Anthony DeRobertis schreef:
On Fri, Sep 21, 2007 at 06:16:13PM +0200, Rob Janssen wrote:
This is of course a bug in Windows XP. Would you think that someone at
Microsoft actually notices this and will do something about it?
Apparently not.
This isn't a bug; it's the intended behavior. See
<http://www.microsoft.com/technet/technetmag/issues/2007/09/CableGuy/>
The NTP client assumably picks an address when it starts and sticks with
it as long as possible; this makes sense --- jumping between networks
would cause jitter, why would it want to do that? Restarting the NTP
service might help.
It could be intentional, but still it isn't going to work. So I insist
on calling it a bug, while others might call it a feature.

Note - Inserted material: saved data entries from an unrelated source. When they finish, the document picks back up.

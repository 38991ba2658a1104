//! KSC 卡拉 OK 脚本解析。
//!
//! KSC 是一段类 Pascal 的脚本，例如：
//!
//! ```text
//! karaoke.tag('歌名', '某首歌');
//! karaoke.add('01:01.069', '01:02.897', '终于做了这个决定', '229,264,229,...');
//! ```
//!
//! 只识别 `tag`、`rows`、`videofilename`、`audiofilename`、`internalnumber` 和 `add`，
//! 其它语句 (如 `clear`) 忽略。

use std::fmt::{self, Write as FmtWrite};

use once_cell::sync::Lazy;
use regex::Regex;

use crate::error::{DecodeError, Result};
use crate::lyric::Lyric;
use crate::settings::ParserSettings;
use crate::types::{MetaValue, Metadata};
use crate::utils::{decode_legacy_text, format_lrc_time_ms, strip_bom};

static KARAOKE_MARKER_REGEX: Lazy<Regex> =
    Lazy::new(|| Regex::new(r"(?i)karaoke\s*\.").expect("未能编译 KARAOKE_MARKER_REGEX"));
static TAG_REGEX: Lazy<Regex> = Lazy::new(|| {
    Regex::new(
        r"(?i)^karaoke\.tag\(\s*'((?:[^'\\]|\\.)*)'\s*,\s*'((?:[^'\\]|\\.)*)'\s*\)\s*;?$",
    )
    .expect("未能编译 TAG_REGEX")
});
static ROWS_REGEX: Lazy<Regex> = Lazy::new(|| {
    Regex::new(r"(?i)^karaoke\.rows\s*:=\s*(\d+)\s*;?$").expect("未能编译 ROWS_REGEX")
});
static ASSIGN_STR_REGEX: Lazy<Regex> = Lazy::new(|| {
    Regex::new(r"(?i)^karaoke\.(videofilename|audiofilename)\s*:=\s*'((?:[^'\\]|\\.)*)'\s*;?$")
        .expect("未能编译 ASSIGN_STR_REGEX")
});
static ASSIGN_NUM_REGEX: Lazy<Regex> = Lazy::new(|| {
    Regex::new(r"(?i)^karaoke\.(internalnumber)\s*:=\s*(\d+)\s*;?$")
        .expect("未能编译 ASSIGN_NUM_REGEX")
});
static ADD_REGEX: Lazy<Regex> = Lazy::new(|| {
    Regex::new(
        r"(?i)^karaoke\.add\(\s*'([^']+)'\s*,\s*'([^']+)'\s*,\s*'((?:[^'\\]|\\.)*)'\s*,\s*'([^']*)'\s*\)\s*;?$",
    )
    .expect("未能编译 ADD_REGEX")
});
/// `mm:ss`、`mm:ss.f` 到 `mm:ss.fff`，小数部分也可用冒号分隔，分钟不限位数
static KSC_TIME_REGEX: Lazy<Regex> = Lazy::new(|| {
    Regex::new(r"^(\d+):(\d{1,2})(?:[.:](\d{1,3}))?$").expect("未能编译 KSC_TIME_REGEX")
});

/// 解析 KSC 脚本，支持 UTF-8 和 GB18030 编码。
pub fn parse_ksc(bytes: &[u8], settings: &ParserSettings) -> Result<Lyric> {
    let decoded = decode_legacy_text(bytes);
    let text = strip_bom(&decoded);
    if !KARAOKE_MARKER_REGEX.is_match(text) {
        return Err(DecodeError::NotThisFormat("KSC").into());
    }

    let mut metadata = Metadata::new();
    let canonical = ksc_script_to_canonical(text, &mut metadata)?;
    Ok(Lyric::from_canonical_text(metadata, &canonical, settings))
}

/// 去掉引号外的 `//` 行注释。
fn strip_line_comment(line: &str) -> &str {
    let mut in_quote = false;
    let mut escaped = false;
    let mut prev_slash = false;

    for (idx, ch) in line.char_indices() {
        if in_quote {
            if escaped {
                escaped = false;
            } else if ch == '\\' {
                escaped = true;
            } else if ch == '\'' {
                in_quote = false;
            }
            continue;
        }
        match ch {
            '\'' => {
                in_quote = true;
                prev_slash = false;
            }
            '/' if prev_slash => return &line[..idx - 1],
            '/' => prev_slash = true,
            _ => prev_slash = false,
        }
    }
    line
}

fn unescape_quoted(raw: &str) -> String {
    let mut out = String::with_capacity(raw.len());
    let mut chars = raw.chars();
    while let Some(ch) = chars.next() {
        if ch == '\\' {
            match chars.next() {
                Some(next @ ('\\' | '\'')) => out.push(next),
                Some(other) => {
                    out.push('\\');
                    out.push(other);
                }
                None => out.push('\\'),
            }
        } else {
            out.push(ch);
        }
    }
    out
}

fn parse_ksc_time(text: &str) -> Option<u64> {
    let caps = KSC_TIME_REGEX.captures(text.trim())?;
    let minutes: u64 = caps[1].parse().ok()?;
    let seconds: u64 = caps[2].parse().ok()?;
    let millis = match caps.get(3) {
        Some(m) => format!("{:0<3}", m.as_str()).parse().ok()?,
        None => 0,
    };
    minutes
        .checked_mul(60_000)?
        .checked_add(seconds * 1_000 + millis)
}

/// 逗号分隔的时长列表，非正数和无法解析的项记为 0。
fn parse_durations(csv: &str) -> Vec<u64> {
    csv.split(',')
        .map(str::trim)
        .filter(|s| !s.is_empty())
        .map(|s| s.parse::<i64>().ok().filter(|&n| n > 0).unwrap_or(0) as u64)
        .collect()
}

fn number_or_text(raw: &str) -> MetaValue {
    raw.parse::<i64>()
        .map(MetaValue::Number)
        .unwrap_or_else(|_| MetaValue::Text(raw.to_string()))
}

/// 执行 KSC 语句，元数据写入 `metadata`，`add` 语句转为规范文本行。
pub(crate) fn ksc_script_to_canonical(
    text: &str,
    metadata: &mut Metadata,
) -> std::result::Result<String, fmt::Error> {
    let mut out = String::new();

    for raw_line in text.lines() {
        let line = strip_line_comment(raw_line).trim();
        if line.is_empty() {
            continue;
        }

        if let Some(caps) = TAG_REGEX.captures(line) {
            let key = unescape_quoted(&caps[1]).trim().to_string();
            let value = unescape_quoted(&caps[2]).trim().to_string();
            match key.as_str() {
                "歌名" => metadata.insert("ti", value.as_str()),
                "歌手" => metadata.insert("ar", value.as_str()),
                _ => {}
            }
            metadata.insert(key, value);
        } else if let Some(caps) = ROWS_REGEX.captures(line) {
            metadata.insert("rows", number_or_text(&caps[1]));
        } else if let Some(caps) = ASSIGN_STR_REGEX.captures(line) {
            metadata.insert(caps[1].to_lowercase(), unescape_quoted(&caps[2]));
        } else if let Some(caps) = ASSIGN_NUM_REGEX.captures(line) {
            metadata.insert(caps[1].to_lowercase(), number_or_text(&caps[2]));
        } else if let Some(caps) = ADD_REGEX.captures(line) {
            let (Some(start), Some(end)) = (parse_ksc_time(&caps[1]), parse_ksc_time(&caps[2]))
            else {
                log::warn!(target: "[KSC 解析]", "跳过时间无效的语句: {line}");
                continue;
            };
            if end < start {
                log::warn!(target: "[KSC 解析]", "跳过结束早于开始的语句: {line}");
                continue;
            }

            let text = unescape_quoted(&caps[3]);
            let durations = parse_durations(&caps[4]);
            let chars: Vec<char> = text.chars().collect();

            out.push_str(&format_lrc_time_ms(start));
            if !chars.is_empty() && durations.len() == chars.len() {
                for (ch, d) in chars.iter().zip(&durations) {
                    write!(out, "<{d}>{ch}")?;
                }
            } else {
                write!(out, "<{}>{text}", end - start)?;
            }
            out.push('\n');
        }
    }

    Ok(out)
}

#[cfg(test)]
mod tests {
    use super::*;

    const SAMPLE: &str = "karaoke := CreateKaraokeObject;\n\
karaoke.rows := 2;\n\
karaoke.clear;\n\
karaoke.tag('歌名', '测试歌曲'); // 标题\n\
karaoke.tag('歌手', '某人');\n\
karaoke.tag('作词', 'It\\'s me');\n\
karaoke.videofilename := 'a.mpg';\n\
karaoke.internalnumber := 1798;\n\
karaoke.add('00:01.000', '00:02.000', '你好', '400,600');\n\
karaoke.add('00:02.5', '00:04.000', 'abc', '100,200');\n\
karaoke.add('00:05.000', '00:04.000', '倒序', '1');\n";

    #[test]
    fn test_script_to_canonical() {
        let mut meta = Metadata::new();
        let canonical = ksc_script_to_canonical(SAMPLE, &mut meta).unwrap();
        assert_eq!(
            canonical,
            "[00:01.000]<400>你<600>好\n[00:02.500]<1500>abc\n",
            "字数与时长数不符时整句使用总时长，结束早于开始的语句跳过"
        );
        assert_eq!(meta.get_text("ti"), Some("测试歌曲"));
        assert_eq!(meta.get_text("歌名"), Some("测试歌曲"));
        assert_eq!(meta.get_text("ar"), Some("某人"));
        assert_eq!(meta.get_text("作词"), Some("It's me"));
        assert_eq!(meta.get_number("rows"), Some(2));
        assert_eq!(meta.get_text("videofilename"), Some("a.mpg"));
        assert_eq!(meta.get_number("internalnumber"), Some(1798));
    }

    #[test]
    fn test_comment_inside_quotes_is_kept() {
        assert_eq!(
            strip_line_comment("karaoke.tag('url', 'http://x'); // 注释"),
            "karaoke.tag('url', 'http://x'); "
        );
        assert_eq!(strip_line_comment("// 全部注释"), "");
        assert_eq!(strip_line_comment("karaoke.tag('a\\'//', 'b')"), "karaoke.tag('a\\'//', 'b')");
    }

    #[test]
    fn test_parse_ksc_time() {
        assert_eq!(parse_ksc_time("01:02.5"), Some(62_500));
        assert_eq!(parse_ksc_time("1:02:05"), Some(62_050));
        assert_eq!(parse_ksc_time("01:02"), Some(62_000));
        assert_eq!(parse_ksc_time("1:2:3:4"), None);
        assert_eq!(parse_ksc_time("120:00.000"), Some(7_200_000));
        assert_eq!(parse_ksc_time("999999999999999999:00"), None, "溢出按无效时间处理");
    }

    #[test]
    fn test_empty_text_add() {
        let mut meta = Metadata::new();
        let canonical =
            ksc_script_to_canonical("karaoke.add('00:01.000', '00:01.300', '', '');", &mut meta)
                .unwrap();
        assert_eq!(canonical, "[00:01.000]<300>\n");
    }

    #[test]
    fn test_requires_karaoke_marker() {
        let result = parse_ksc(b"[00:01.00]lrc", &ParserSettings::default());
        assert!(result.is_err());
    }

    #[test]
    fn test_parse_gb18030() {
        let (bytes, _, _) = encoding_rs::GB18030.encode(SAMPLE);
        let lyric = parse_ksc(&bytes, &ParserSettings::default()).unwrap();
        assert_eq!(lyric.metadata().get_text("ti"), Some("测试歌曲"));
        assert_eq!(lyric.lines().len(), 2);
        assert_eq!(lyric.lines()[0].text, "你好");
    }
}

The article explains a couple of generic concepts which are sound, also
when related to the current discussion and your remarks above, but in
the special case of a tunnel connecting private-address networks over
the public internet, sending packets with a public source address to a
private tunnel endpoint just doesn't make sense.
Either the packet or its reply cannot be delivered, so there will be no
useful communication.
It is arbitrary if the NTP service should change the packet source
address or the IP layer should simply drop the packets, but as it is now
it is never going to work.
But my main point was to show that tracing a network and revealing
packets to or from a private address space is not that unusual, can be
the result of a well-meant setup that fails because of some bug or
feature, and that this condition does not mean that a problem must exist
for the end-user that he/she is surely going to troubleshoot and solve.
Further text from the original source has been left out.